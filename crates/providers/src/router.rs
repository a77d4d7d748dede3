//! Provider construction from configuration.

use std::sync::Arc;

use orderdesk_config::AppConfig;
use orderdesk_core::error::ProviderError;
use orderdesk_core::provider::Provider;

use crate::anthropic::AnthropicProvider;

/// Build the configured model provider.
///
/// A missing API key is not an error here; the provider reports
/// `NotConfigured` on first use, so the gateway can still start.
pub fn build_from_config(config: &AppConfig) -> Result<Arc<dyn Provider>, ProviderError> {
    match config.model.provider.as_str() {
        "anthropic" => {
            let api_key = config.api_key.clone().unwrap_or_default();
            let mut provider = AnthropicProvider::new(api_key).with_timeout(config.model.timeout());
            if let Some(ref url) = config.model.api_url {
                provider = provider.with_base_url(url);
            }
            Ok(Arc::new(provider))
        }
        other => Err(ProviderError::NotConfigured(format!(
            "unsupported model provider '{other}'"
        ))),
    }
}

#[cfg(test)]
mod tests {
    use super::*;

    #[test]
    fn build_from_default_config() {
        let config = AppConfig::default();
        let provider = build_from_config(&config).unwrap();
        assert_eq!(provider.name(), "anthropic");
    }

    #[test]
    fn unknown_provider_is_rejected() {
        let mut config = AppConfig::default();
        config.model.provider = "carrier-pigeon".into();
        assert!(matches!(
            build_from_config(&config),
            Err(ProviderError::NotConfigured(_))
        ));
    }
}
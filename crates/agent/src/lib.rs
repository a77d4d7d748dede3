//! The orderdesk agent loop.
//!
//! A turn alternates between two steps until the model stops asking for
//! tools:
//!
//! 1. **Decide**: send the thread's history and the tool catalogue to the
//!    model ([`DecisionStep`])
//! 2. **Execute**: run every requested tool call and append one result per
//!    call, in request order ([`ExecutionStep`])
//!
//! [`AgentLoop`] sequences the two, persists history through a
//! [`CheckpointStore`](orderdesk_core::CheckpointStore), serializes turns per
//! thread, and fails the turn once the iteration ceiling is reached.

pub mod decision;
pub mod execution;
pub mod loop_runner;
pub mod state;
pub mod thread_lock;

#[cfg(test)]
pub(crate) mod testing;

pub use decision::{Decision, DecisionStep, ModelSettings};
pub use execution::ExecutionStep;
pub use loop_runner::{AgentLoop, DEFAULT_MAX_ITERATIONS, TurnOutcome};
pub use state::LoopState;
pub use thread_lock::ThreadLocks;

What you will do
Return only what runs from the line containing "stops asking for" to the last line of the records above, both ends included, exactly as written.

Task output
//! A turn alternates between two steps until the model stops asking for
//! tools:
//!
//! 1. **Decide**: send the thread's history and the tool catalogue to the
//!    model ([`DecisionStep`])
//! 2. **Execute**: run every requested tool call and append one result per
//!    call, in request order ([`ExecutionStep`])
//!
//! [`AgentLoop`] sequences the two, persists history through a
//! [`CheckpointStore`](orderdesk_core::CheckpointStore), serializes turns per
//! thread, and fails the turn once the iteration ceiling is reached.

pub mod decision;
pub mod execution;
pub mod loop_runner;
pub mod state;
pub mod thread_lock;

#[cfg(test)]
pub(crate) mod testing;

pub use decision::{Decision, DecisionStep, ModelSettings};
pub use execution::ExecutionStep;
pub use loop_runner::{AgentLoop, DEFAULT_MAX_ITERATIONS, TurnOutcome};
pub use state::LoopState;
pub use thread_lock::ThreadLocks;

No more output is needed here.